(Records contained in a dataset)

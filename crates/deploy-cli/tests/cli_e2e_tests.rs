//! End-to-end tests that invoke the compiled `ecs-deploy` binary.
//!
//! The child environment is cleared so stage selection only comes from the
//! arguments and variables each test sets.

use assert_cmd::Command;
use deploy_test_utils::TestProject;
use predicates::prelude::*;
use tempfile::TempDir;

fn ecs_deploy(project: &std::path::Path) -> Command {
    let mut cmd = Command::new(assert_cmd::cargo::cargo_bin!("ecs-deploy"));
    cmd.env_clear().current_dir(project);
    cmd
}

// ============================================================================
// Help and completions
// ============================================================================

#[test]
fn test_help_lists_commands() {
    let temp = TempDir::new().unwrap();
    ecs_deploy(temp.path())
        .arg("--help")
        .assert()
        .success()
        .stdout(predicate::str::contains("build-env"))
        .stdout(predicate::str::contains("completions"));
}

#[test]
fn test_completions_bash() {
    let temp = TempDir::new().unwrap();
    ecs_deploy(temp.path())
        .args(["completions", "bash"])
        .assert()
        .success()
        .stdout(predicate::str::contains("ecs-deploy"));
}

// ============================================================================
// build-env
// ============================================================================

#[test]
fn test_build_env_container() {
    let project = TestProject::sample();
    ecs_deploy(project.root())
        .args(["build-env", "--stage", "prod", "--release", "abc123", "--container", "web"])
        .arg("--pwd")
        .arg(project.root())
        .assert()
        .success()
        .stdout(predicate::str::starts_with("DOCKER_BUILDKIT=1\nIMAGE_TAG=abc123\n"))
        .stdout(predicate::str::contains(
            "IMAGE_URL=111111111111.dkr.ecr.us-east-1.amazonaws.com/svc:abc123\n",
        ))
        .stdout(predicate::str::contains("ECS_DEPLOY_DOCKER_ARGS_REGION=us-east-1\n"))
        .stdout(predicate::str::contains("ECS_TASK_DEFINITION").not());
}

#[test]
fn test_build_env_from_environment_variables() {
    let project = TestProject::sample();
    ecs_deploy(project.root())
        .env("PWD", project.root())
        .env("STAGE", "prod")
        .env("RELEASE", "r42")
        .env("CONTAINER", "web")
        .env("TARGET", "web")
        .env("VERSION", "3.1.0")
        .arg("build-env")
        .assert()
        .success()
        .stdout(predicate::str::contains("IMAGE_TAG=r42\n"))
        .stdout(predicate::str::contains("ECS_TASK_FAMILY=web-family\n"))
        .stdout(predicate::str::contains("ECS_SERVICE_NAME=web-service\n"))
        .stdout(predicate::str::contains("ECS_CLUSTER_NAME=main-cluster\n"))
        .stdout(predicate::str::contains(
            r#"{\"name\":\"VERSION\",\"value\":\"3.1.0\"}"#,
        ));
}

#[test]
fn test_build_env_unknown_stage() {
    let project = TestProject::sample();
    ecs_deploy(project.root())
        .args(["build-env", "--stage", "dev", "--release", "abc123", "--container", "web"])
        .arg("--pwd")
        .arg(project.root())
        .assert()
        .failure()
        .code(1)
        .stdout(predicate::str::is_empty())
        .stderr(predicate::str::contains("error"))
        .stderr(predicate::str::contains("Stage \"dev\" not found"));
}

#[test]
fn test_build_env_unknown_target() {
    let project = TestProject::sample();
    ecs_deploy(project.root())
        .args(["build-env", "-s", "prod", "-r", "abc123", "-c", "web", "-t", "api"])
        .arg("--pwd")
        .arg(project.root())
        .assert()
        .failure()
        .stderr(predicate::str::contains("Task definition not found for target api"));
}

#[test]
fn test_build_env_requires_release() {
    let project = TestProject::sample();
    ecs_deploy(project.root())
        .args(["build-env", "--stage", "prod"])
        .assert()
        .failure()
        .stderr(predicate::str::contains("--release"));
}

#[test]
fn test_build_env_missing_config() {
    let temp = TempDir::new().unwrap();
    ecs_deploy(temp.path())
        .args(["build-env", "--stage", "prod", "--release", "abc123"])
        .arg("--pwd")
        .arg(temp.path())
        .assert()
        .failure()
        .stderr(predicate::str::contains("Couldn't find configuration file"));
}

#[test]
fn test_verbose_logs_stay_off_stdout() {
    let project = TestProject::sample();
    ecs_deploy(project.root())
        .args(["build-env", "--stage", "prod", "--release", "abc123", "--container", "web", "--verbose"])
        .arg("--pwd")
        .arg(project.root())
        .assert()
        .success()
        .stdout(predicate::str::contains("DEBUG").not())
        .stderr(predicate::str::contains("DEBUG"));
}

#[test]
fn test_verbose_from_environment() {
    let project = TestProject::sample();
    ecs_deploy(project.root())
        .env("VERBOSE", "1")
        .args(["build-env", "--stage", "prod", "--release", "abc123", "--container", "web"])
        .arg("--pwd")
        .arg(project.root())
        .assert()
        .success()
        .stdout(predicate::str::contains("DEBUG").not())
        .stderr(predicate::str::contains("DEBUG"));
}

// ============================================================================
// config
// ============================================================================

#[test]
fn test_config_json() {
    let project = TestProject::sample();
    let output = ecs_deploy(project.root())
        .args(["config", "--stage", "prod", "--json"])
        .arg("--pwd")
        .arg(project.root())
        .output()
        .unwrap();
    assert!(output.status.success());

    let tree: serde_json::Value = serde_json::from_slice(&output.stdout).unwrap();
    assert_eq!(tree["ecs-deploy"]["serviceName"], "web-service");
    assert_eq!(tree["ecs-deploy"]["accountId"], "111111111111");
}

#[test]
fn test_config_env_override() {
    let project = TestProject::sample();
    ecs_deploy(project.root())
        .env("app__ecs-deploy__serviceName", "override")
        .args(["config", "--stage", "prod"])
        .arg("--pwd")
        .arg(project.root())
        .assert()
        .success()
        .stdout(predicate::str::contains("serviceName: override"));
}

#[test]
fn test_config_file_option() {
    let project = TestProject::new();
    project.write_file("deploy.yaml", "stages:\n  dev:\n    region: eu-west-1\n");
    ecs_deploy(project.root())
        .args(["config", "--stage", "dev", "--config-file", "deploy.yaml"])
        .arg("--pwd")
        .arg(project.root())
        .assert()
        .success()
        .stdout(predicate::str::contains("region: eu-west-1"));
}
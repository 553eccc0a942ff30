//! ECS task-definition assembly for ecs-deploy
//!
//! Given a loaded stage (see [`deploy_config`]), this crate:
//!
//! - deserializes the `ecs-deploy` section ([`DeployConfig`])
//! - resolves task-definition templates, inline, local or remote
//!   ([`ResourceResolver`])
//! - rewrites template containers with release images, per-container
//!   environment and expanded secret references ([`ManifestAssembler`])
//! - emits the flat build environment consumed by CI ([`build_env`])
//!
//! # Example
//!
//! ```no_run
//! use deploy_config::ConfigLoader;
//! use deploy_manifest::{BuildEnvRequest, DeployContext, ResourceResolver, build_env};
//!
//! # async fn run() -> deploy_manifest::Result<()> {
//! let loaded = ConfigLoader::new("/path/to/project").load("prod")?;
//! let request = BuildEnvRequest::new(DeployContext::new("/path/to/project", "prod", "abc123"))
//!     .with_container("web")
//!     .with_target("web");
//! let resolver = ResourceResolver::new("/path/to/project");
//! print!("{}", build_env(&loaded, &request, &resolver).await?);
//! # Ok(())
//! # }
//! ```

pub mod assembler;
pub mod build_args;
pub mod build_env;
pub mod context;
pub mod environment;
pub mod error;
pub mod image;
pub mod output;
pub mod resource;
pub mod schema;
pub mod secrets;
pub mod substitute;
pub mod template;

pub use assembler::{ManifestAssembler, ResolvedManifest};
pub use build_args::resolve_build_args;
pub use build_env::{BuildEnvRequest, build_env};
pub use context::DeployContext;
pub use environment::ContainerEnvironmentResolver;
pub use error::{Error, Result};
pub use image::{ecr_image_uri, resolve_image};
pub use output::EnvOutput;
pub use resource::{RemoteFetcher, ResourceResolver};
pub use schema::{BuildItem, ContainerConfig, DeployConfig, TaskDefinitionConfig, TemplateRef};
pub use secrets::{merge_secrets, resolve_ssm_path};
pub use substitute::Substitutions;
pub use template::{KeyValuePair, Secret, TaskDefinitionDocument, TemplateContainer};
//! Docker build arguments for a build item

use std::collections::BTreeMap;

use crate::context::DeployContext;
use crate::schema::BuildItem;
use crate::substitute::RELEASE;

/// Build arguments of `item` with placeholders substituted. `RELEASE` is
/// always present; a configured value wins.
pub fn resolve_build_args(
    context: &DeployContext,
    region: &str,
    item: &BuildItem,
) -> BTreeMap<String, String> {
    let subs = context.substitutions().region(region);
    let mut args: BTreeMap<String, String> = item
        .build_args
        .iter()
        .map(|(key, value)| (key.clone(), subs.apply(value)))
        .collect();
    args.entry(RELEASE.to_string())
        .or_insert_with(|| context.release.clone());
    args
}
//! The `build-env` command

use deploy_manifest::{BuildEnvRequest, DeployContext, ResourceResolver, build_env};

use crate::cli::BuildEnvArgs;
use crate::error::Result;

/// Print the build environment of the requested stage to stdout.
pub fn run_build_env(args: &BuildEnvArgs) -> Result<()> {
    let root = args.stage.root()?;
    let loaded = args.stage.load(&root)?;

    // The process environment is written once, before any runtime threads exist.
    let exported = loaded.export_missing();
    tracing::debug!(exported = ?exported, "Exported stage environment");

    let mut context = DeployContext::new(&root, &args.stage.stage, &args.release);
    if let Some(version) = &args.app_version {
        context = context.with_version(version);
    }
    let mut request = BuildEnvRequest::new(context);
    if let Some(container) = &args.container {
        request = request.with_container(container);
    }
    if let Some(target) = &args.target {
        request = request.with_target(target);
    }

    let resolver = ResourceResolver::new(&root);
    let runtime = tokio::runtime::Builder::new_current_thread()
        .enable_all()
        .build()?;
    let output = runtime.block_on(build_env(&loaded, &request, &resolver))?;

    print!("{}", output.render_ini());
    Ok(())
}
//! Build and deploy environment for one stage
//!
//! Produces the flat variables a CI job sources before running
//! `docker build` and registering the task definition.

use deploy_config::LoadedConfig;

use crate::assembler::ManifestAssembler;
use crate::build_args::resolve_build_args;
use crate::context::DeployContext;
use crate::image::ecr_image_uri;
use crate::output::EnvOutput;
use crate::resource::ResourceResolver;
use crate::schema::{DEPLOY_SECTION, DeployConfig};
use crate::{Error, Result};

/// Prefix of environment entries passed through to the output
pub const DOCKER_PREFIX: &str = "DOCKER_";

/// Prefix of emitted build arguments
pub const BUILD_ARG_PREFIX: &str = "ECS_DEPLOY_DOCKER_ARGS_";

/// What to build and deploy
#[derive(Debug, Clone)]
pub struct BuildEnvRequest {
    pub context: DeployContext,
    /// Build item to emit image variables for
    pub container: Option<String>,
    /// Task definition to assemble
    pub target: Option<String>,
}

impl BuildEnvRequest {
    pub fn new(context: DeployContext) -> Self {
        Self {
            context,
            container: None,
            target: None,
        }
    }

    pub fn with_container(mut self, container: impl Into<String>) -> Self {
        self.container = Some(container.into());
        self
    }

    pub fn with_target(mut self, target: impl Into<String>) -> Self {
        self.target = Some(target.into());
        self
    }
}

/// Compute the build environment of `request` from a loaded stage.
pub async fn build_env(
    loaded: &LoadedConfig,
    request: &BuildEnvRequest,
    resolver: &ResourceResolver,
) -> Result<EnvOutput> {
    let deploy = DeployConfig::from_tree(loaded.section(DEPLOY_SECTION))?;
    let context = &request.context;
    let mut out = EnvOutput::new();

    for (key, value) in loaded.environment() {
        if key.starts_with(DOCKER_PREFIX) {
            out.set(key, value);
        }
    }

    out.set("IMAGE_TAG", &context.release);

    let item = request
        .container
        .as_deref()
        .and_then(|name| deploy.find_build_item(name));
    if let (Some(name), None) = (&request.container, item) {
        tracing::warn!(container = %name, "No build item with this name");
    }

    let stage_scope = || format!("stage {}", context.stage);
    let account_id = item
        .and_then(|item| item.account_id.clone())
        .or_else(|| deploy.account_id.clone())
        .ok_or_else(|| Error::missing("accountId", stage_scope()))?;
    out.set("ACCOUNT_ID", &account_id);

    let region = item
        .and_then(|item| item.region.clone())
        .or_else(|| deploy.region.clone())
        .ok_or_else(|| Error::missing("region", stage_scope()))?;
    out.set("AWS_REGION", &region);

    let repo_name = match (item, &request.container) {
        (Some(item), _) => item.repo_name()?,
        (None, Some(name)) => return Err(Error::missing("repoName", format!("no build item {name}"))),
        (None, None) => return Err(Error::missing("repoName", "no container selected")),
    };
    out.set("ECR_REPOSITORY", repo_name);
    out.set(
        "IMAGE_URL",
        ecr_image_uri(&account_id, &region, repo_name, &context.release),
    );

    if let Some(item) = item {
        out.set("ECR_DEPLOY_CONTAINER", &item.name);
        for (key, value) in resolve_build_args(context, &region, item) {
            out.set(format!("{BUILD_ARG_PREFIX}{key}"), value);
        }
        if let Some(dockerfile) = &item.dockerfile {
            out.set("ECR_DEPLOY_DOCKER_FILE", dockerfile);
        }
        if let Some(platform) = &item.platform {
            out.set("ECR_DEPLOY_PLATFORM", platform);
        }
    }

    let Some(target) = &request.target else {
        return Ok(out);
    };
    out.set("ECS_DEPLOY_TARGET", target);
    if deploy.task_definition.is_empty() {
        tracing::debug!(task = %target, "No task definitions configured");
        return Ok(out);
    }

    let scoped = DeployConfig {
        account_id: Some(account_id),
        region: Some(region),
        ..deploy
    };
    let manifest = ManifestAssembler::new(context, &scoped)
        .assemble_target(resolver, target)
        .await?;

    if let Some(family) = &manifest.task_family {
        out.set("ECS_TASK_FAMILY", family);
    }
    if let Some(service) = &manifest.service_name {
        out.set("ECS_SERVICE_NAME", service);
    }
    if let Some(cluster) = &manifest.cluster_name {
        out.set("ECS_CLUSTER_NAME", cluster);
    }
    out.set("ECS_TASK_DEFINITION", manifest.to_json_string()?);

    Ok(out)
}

● Prompt
Among the entries above, how many lines hold the word "LoadedConfig"? Reply with only that number.

● Your response
2